* _Brief_: Count the lines in the entries below that include the word "prod". Give nothing but the number.

* _Stored data entries_:
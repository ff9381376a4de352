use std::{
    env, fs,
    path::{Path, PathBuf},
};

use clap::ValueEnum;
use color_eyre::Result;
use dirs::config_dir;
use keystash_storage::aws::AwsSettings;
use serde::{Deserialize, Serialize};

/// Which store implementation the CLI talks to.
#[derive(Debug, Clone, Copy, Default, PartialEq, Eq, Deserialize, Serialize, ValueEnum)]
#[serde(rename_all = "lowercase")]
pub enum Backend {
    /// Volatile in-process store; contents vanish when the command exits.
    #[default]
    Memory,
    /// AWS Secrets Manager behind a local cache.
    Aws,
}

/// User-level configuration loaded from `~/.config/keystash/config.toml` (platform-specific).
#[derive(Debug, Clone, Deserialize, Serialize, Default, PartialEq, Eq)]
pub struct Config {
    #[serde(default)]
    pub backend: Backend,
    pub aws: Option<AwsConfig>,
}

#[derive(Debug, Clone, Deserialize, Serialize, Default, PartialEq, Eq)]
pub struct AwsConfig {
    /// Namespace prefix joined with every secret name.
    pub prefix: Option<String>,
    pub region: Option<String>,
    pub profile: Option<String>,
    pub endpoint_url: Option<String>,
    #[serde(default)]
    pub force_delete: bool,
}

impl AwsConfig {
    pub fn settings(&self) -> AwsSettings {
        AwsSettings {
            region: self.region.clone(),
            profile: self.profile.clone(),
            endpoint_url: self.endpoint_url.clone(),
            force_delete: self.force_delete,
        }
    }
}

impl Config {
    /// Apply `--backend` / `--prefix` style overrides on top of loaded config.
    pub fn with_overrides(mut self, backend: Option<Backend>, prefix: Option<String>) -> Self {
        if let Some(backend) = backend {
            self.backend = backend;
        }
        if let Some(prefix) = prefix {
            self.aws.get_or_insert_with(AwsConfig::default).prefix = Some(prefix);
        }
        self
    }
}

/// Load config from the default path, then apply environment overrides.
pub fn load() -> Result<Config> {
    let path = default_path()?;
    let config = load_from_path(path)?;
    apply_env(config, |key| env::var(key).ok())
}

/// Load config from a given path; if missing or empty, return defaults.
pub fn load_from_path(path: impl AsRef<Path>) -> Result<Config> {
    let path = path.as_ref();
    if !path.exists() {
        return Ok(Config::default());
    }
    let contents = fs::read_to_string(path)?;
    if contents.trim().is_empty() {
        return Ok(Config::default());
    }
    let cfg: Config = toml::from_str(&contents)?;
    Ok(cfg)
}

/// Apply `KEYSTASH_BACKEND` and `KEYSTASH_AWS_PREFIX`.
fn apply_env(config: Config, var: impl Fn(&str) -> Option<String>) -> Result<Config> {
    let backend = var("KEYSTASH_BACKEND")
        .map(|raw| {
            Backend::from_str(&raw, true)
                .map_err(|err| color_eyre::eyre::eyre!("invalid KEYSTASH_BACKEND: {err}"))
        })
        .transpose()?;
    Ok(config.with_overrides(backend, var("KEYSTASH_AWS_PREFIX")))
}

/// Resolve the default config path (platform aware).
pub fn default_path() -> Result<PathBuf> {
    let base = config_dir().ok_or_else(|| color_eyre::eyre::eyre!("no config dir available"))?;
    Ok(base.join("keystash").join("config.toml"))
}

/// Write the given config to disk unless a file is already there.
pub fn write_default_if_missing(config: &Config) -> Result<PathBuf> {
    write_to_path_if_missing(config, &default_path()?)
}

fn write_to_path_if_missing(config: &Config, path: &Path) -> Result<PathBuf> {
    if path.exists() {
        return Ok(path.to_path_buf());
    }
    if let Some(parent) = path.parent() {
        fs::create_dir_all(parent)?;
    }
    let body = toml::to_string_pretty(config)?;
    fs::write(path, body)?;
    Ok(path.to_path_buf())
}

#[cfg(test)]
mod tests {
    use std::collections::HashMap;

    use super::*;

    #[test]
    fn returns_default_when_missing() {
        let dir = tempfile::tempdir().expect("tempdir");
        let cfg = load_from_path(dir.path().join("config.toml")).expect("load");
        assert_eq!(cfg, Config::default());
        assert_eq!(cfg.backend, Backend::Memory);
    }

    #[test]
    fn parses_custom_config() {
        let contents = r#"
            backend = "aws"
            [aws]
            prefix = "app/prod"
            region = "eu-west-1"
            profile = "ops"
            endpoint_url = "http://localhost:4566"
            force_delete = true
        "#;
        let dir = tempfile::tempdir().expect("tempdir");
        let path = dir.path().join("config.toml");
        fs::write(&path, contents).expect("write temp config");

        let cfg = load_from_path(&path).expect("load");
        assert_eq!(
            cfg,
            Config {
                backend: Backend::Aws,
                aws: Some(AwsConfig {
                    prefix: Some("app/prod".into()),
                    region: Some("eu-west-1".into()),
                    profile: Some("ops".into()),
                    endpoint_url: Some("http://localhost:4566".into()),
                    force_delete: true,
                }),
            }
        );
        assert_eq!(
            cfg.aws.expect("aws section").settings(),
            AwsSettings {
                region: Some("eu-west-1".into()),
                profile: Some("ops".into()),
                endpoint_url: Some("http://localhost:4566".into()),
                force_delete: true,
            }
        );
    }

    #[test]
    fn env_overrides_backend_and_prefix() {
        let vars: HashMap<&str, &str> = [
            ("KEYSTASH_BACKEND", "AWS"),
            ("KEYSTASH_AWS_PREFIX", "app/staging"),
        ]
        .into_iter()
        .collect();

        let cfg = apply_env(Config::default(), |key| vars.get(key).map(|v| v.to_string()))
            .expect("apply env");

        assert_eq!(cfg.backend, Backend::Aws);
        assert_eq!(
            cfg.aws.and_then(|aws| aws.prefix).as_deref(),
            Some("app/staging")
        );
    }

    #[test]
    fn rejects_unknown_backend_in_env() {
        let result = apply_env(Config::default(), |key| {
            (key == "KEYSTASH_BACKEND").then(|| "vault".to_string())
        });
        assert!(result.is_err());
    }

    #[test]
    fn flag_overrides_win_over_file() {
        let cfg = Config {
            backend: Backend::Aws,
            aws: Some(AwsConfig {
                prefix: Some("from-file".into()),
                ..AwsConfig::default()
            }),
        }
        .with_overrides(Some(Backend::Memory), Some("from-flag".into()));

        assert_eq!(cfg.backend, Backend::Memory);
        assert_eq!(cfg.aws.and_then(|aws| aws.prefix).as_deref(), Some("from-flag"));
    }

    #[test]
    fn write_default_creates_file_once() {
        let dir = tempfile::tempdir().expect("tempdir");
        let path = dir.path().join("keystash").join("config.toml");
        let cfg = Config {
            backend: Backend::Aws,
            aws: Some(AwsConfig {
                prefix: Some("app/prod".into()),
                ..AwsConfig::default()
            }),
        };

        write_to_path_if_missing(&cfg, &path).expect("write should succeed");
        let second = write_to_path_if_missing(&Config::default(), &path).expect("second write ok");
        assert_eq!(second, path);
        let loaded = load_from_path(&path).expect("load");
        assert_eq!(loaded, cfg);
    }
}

* _Completed exercise_: 3